◆ Exercise directions
Your reply should consist solely of the number of lines in the data that contain "recorded".

◆ Material shown
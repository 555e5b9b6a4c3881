use crate::models::Column;
use thiserror::Error;

#[derive(Error, Debug)]
pub enum TzMapError {
    #[error("Cell[{row}][{column}] has invalid value of '{value}'")]
    Validation {
        row: usize,
        column: Column,
        value: String,
    },

    #[error("Could not load timezone mappings: {0}")]
    Load(String),

    #[error("Could not save timezone mappings: {0}")]
    Save(String),

    #[error("Mapping table invariant violated: {0}")]
    Structural(String),
}

impl TzMapError {
    pub fn validation<S: Into<String>>(row: usize, column: Column, value: S) -> Self {
        Self::Validation {
            row,
            column,
            value: value.into(),
        }
    }

    pub fn load<S: Into<String>>(msg: S) -> Self {
        Self::Load(msg.into())
    }

    pub fn save<S: Into<String>>(msg: S) -> Self {
        Self::Save(msg.into())
    }

    pub fn structural<S: Into<String>>(msg: S) -> Self {
        Self::Structural(msg.into())
    }

    /// Every variant is reported and recovered from; a structural error is a
    /// bug, but the policy is log-not-crash.
    pub fn is_recoverable(&self) -> bool {
        match self {
            Self::Validation { .. } | Self::Load(_) | Self::Save(_) | Self::Structural(_) => true,
        }
    }
}

pub type TzMapResult<T> = Result<T, TzMapError>;
use env_logger::{Builder, Target};
use log::{Level, LevelFilter, SetLoggerError};
use std::env;
use std::io::Write;

pub fn init_logging() -> Result<(), SetLoggerError> {
    let env = env::var("RUST_LOG").unwrap_or_else(|_| "info".to_string());
    let log_level = match env.to_lowercase().as_str() {
        "error" => LevelFilter::Error,
        "warn" => LevelFilter::Warn,
        "info" => LevelFilter::Info,
        "debug" => LevelFilter::Debug,
        "trace" => LevelFilter::Trace,
        _ => LevelFilter::Info,
    };

    let mut builder = Builder::from_default_env();

    // Customize format for better readability
    builder.format(|buf, record| {
        let timestamp = buf.timestamp();
        let target = record.target();
        let file = record.file().unwrap_or("unknown");
        let line = record.line().unwrap_or(0);

        match record.level() {
            Level::Info => {
                writeln!(buf, "{} [INFO] [{}]: {}", timestamp, target, record.args())
            }
            level => {
                writeln!(
                    buf,
                    "{} [{}] [{}:{}] {}: {}",
                    timestamp,
                    level,
                    file,
                    line,
                    target,
                    record.args()
                )
            }
        }
    });

    builder
        .filter_level(log_level)
        .target(Target::Stdout)
        .init();
    Ok(())
}

pub fn log_error_with_context(error: &anyhow::Error, context: &str) {
    log::error!("[{}] {}", context, error);

    // Log chain of causes for better debugging
    let mut source = error.source();
    while let Some(err) = source {
        log::error!("  Caused by: {}", err);
        source = err.source();
    }
}
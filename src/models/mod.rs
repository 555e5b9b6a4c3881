// Declare modules
pub mod mapping;
pub mod table;

// Re-export all public types to keep flat imports like `use crate::models::MappingTable` working.
pub use mapping::{Column, TimezoneMapping};
pub use table::MappingTable;
use crate::error::TzMapError;
use log::{error, warn};

/// Diagnostic sink the host binds the editing session to.
///
/// The core reports every failure here with its full context (row, column,
/// offending value) and never decides process-level severity itself.
#[cfg_attr(test, mockall::automock)]
pub trait ErrorSink {
    fn report(&mut self, error: &TzMapError);
}

/// Default sink: forwards to the `log` facade. Validation failures are
/// warnings (the cell is cleared and editing continues); everything else is
/// an error-level diagnostic.
#[derive(Debug, Default)]
pub struct LogSink;

impl ErrorSink for LogSink {
    fn report(&mut self, err: &TzMapError) {
        match err {
            TzMapError::Validation { .. } => warn!("{}. Removing.", err),
            TzMapError::Load(_) | TzMapError::Save(_) | TzMapError::Structural(_) => {
                error!("{}", err)
            }
        }
    }
}

#[cfg(test)]
mod tests {
    use super::*;
    use crate::models::Column;

    struct Recording(Vec<String>);

    impl ErrorSink for Recording {
        fn report(&mut self, err: &TzMapError) {
            self.0.push(err.to_string());
        }
    }

    #[test]
    fn test_log_sink_forwards_without_panicking() {
        let mut sink = LogSink;
        sink.report(&TzMapError::load("unreadable file"));
        sink.report(&TzMapError::validation(0, Column::OrganiserTz, "y"));
    }

    #[test]
    fn test_sink_receives_full_cell_context() {
        let mut sink = Recording(Vec::new());
        sink.report(&TzMapError::validation(2, Column::SystemTz, "Narnia/Lamppost"));
        assert_eq!(sink.0.len(), 1);
        assert!(sink.0[0].contains("Cell[2][SystemTz]"));
        assert!(sink.0[0].contains("Narnia/Lamppost"));
    }
}
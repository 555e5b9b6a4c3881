use std::cell::RefCell;
use std::fs;
use std::rc::Rc;
use tempfile::tempdir;
use tzmap::{Column, ErrorSink, KnownTimezoneSet, MappingSession, TzMapError};

/// Test double for the host's diagnostic pipeline.
#[derive(Clone, Default)]
struct RecordingSink {
    errors: Rc<RefCell<Vec<String>>>,
}

impl RecordingSink {
    fn handle(&self) -> Rc<RefCell<Vec<String>>> {
        Rc::clone(&self.errors)
    }
}

impl ErrorSink for RecordingSink {
    fn report(&mut self, err: &TzMapError) {
        self.errors.borrow_mut().push(err.to_string());
    }
}

#[test]
fn test_full_editing_workflow() {
    let dir = tempdir().unwrap();
    let path = dir.path().join("tzmap.xml");
    let sink = RecordingSink::default();
    let errors = sink.handle();

    // 1. A sync run found an unmapped organiser timezone; the editor opens
    //    pre-seeded with the resolved pair.
    let mut session = MappingSession::open_seeded(
        &path,
        "Pacific Standard Time",
        "America/Los_Angeles",
        KnownTimezoneSet::from_host(),
        sink,
    );

    // 2. The user adds a second mapping.
    session
        .add_mapping("Central European Time", "Europe/Berlin")
        .unwrap();

    // Two populated rows in order, plus the trailing "next entry" row.
    let rows = session.rows();
    assert_eq!(rows.len(), 3);
    assert_eq!(rows[0].organiser_tz, "Pacific Standard Time");
    assert_eq!(rows[1].organiser_tz, "Central European Time");
    assert!(rows[2].is_blank());

    // 3. Save closes the session.
    session.finish(&path).unwrap();
    assert!(errors.borrow().is_empty());

    // 4. Reopening reproduces both mappings exactly.
    let sink = RecordingSink::default();
    let errors = sink.handle();
    let session = MappingSession::open(&path, KnownTimezoneSet::from_host(), sink);
    let rows = session.rows();
    assert_eq!(rows.len(), 3);
    assert_eq!(rows[0].system_tz, "America/Los_Angeles");
    assert_eq!(rows[1].system_tz, "Europe/Berlin");
    assert!(rows[2].is_blank());
    assert!(errors.borrow().is_empty());
}

#[test]
fn test_invalid_dropdown_value_is_cleared_and_reported_once() {
    let dir = tempdir().unwrap();
    let path = dir.path().join("tzmap.xml");
    let sink = RecordingSink::default();
    let errors = sink.handle();

    let mut session = MappingSession::open(&path, KnownTimezoneSet::from_host(), sink);
    session
        .commit_cell(0, Column::OrganiserTz, "Some Remote Zone")
        .unwrap();

    let result = session.commit_cell(0, Column::SystemTz, "Not/AZone");
    assert!(result.is_err());

    // The whole row was cleared, not removed.
    assert!(session.rows()[0].is_blank());

    let recorded = errors.borrow();
    assert_eq!(recorded.len(), 1);
    assert!(recorded[0].contains("Cell[0][SystemTz]"));
    assert!(recorded[0].contains("Not/AZone"));
}

#[test]
fn test_corrupt_store_opens_with_partial_table() {
    let dir = tempdir().unwrap();
    let path = dir.path().join("tzmap.xml");
    fs::write(
        &path,
        "<TimeZoneMaps>\
           <TimeZoneMap><OrganiserTz>GMT Standard Time</OrganiserTz><SystemTz>Europe/London</SystemTz></TimeZoneMap>\
           <oops></TimeZoneMaps>",
    )
    .unwrap();

    let sink = RecordingSink::default();
    let errors = sink.handle();
    let session = MappingSession::open(&path, KnownTimezoneSet::from_host(), sink);

    // The valid prefix survived and the load failure went to the sink.
    assert_eq!(session.rows()[0].organiser_tz, "GMT Standard Time");
    assert_eq!(errors.borrow().len(), 1);
    assert!(errors.borrow()[0].contains("Could not load timezone mappings"));
}

#[test]
fn test_save_failure_reports_but_session_still_ends() {
    let dir = tempdir().unwrap();
    let path = dir.path().join("tzmap.xml");
    let sink = RecordingSink::default();
    let errors = sink.handle();

    let mut session = MappingSession::open(&path, KnownTimezoneSet::from_host(), sink);
    session
        .add_mapping("Tokyo Standard Time", "Asia/Tokyo")
        .unwrap();

    let unwritable = dir.path().join("missing-subdir").join("tzmap.xml");
    let result = session.finish(&unwritable);
    assert!(matches!(result, Err(TzMapError::Save(_))));
    assert_eq!(errors.borrow().len(), 1);
    assert!(errors.borrow()[0].contains("Could not save timezone mappings"));
}
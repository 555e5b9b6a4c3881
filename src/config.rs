//! Mapping store location
//!
//! The persisted mapping file lives at a well-known path under the
//! per-user data directory; the host application does not pass a path for
//! the common case.

use anyhow::{anyhow, Context, Result};
use std::fs;
use std::path::PathBuf;

/// File name of the persisted mapping store.
pub const TZMAP_FILE: &str = "tzmap.xml";

/// Resolve the mapping store path, creating its directory if needed.
pub fn mapping_file_path() -> Result<PathBuf> {
    let dir = dirs::data_dir()
        .ok_or_else(|| anyhow!("Could not determine user data directory"))?
        .join("tzmap");
    fs::create_dir_all(&dir)
        .with_context(|| format!("Failed to create data directory {}", dir.display()))?;
    Ok(dir.join(TZMAP_FILE))
}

◆ Task answer
4